◆ Task item
Search the material below for the string "limit" and copy each line where it appears.

◆ Excerpted records
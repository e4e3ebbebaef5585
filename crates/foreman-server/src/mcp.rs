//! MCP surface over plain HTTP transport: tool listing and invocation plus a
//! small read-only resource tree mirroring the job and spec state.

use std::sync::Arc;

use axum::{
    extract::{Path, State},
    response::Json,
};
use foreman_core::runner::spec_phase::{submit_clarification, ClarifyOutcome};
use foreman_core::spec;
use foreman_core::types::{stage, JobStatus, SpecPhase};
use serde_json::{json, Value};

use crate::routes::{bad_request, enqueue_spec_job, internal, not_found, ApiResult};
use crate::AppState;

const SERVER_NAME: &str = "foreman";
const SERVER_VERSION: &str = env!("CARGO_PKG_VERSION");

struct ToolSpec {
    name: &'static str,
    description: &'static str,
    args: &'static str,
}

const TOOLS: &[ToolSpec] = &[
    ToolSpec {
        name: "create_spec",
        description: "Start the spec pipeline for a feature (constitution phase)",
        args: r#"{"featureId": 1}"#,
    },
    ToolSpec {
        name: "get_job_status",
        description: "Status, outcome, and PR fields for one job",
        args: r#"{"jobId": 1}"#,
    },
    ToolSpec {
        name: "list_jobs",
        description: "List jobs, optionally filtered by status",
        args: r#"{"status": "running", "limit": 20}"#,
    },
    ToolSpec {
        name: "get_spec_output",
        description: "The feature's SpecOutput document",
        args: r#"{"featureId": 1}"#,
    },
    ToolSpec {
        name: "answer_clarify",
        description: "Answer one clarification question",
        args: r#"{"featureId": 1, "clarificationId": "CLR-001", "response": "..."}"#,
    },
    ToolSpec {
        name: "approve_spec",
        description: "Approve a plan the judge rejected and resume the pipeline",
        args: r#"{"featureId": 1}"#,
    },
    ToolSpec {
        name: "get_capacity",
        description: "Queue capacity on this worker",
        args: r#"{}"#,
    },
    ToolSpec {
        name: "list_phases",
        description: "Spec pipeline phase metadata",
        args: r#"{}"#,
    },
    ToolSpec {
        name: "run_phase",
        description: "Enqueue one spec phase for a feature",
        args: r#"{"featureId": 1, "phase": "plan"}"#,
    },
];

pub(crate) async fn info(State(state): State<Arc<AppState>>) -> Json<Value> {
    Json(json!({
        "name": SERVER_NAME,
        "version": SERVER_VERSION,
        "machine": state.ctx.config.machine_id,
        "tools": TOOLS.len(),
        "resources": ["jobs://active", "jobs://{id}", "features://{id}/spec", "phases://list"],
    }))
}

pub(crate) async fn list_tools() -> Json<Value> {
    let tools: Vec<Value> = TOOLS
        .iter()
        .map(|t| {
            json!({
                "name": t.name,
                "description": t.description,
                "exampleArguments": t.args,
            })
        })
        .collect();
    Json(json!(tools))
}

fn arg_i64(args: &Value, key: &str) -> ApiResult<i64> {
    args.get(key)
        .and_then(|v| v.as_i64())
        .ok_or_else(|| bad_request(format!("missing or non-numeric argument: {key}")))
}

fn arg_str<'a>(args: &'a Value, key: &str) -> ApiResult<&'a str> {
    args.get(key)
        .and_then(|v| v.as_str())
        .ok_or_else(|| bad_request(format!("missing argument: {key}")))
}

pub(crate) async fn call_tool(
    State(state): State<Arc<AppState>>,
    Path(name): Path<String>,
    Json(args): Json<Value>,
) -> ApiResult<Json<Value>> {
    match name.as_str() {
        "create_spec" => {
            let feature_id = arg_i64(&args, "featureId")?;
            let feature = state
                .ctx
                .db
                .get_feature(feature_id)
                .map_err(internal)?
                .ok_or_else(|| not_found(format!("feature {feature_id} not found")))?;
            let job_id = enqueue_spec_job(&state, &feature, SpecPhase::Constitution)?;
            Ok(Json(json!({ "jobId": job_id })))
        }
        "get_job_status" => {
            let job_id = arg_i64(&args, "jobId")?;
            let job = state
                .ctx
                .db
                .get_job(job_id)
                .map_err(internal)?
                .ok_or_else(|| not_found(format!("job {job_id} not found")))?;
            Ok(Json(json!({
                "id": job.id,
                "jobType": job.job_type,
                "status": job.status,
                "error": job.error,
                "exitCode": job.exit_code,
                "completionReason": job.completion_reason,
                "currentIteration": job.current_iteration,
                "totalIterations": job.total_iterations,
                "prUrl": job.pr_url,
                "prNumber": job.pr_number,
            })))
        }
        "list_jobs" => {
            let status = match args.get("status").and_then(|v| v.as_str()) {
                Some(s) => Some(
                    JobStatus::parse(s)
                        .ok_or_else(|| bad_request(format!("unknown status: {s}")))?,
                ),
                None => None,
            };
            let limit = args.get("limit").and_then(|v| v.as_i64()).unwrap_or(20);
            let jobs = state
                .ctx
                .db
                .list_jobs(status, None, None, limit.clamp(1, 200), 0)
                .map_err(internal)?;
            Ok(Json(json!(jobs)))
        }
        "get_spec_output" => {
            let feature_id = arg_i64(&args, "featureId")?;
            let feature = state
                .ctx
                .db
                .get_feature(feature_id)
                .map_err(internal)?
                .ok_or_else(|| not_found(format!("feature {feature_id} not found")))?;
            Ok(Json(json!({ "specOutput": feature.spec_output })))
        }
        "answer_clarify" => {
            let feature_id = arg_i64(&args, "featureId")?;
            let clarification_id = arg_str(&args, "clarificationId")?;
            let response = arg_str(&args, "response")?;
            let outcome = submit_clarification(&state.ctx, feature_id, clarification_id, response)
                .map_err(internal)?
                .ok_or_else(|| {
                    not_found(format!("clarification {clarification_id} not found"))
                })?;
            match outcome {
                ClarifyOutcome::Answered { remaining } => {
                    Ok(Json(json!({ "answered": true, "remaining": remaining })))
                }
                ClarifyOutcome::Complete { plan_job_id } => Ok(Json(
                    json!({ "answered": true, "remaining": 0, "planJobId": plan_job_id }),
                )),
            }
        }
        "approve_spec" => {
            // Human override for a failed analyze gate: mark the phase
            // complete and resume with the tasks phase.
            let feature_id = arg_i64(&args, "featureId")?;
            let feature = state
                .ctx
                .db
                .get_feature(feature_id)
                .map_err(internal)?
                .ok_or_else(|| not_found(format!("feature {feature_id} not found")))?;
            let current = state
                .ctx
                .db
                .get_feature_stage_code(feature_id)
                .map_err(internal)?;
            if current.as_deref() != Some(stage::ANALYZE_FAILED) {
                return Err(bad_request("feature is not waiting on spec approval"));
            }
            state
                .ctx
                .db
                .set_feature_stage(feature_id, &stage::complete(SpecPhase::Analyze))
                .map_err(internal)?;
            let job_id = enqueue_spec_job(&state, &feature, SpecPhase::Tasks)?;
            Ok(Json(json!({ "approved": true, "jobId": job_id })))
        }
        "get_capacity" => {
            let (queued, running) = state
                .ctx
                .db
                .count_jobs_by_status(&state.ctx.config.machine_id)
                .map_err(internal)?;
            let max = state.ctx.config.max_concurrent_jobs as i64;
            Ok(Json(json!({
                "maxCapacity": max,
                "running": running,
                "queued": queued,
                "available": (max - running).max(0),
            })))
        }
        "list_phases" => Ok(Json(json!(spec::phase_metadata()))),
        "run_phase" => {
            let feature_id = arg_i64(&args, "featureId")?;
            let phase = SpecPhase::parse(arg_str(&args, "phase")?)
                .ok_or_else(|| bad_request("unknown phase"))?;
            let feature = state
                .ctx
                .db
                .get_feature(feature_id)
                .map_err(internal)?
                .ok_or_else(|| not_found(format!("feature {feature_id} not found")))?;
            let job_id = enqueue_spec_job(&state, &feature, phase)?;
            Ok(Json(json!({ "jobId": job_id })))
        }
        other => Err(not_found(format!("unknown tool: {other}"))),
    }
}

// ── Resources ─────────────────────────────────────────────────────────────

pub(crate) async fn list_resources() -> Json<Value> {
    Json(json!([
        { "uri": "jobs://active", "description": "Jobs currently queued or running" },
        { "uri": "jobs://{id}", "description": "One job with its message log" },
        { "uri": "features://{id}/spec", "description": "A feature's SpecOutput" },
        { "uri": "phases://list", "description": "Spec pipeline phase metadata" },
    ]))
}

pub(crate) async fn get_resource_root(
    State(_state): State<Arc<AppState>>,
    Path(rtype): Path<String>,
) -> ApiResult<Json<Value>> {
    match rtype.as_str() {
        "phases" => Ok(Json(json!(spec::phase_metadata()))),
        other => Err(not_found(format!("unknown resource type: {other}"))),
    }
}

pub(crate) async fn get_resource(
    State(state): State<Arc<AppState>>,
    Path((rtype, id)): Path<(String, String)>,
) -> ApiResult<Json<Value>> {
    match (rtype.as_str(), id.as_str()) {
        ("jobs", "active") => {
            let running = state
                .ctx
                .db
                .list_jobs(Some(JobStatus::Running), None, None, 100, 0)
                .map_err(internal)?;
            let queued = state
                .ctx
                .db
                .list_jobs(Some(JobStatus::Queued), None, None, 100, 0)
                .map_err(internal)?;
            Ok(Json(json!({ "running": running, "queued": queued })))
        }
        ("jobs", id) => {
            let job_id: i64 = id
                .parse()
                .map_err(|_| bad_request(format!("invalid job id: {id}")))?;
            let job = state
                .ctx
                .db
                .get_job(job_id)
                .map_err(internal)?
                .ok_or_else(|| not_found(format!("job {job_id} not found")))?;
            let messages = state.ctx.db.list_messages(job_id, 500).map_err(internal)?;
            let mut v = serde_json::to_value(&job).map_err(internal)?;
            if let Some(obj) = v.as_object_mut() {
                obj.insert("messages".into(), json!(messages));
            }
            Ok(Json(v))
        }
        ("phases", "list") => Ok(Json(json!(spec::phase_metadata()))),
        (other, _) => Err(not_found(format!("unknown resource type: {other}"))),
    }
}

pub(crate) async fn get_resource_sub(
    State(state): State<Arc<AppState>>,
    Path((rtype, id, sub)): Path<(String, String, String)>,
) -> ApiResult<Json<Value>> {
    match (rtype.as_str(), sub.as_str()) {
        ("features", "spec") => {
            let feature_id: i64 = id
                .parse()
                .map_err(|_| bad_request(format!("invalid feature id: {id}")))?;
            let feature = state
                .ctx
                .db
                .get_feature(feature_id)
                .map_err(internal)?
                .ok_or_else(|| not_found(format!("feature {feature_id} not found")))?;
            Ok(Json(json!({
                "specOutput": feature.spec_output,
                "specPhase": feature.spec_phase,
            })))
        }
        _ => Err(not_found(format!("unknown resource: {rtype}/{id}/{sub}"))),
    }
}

◆ Exercise result
        args: r#"{"status": "running", "limit": 20}"#,
            let limit = args.get("limit").and_then(|v| v.as_i64()).unwrap_or(20);
                .list_jobs(status, None, None, limit.clamp(1, 200), 0)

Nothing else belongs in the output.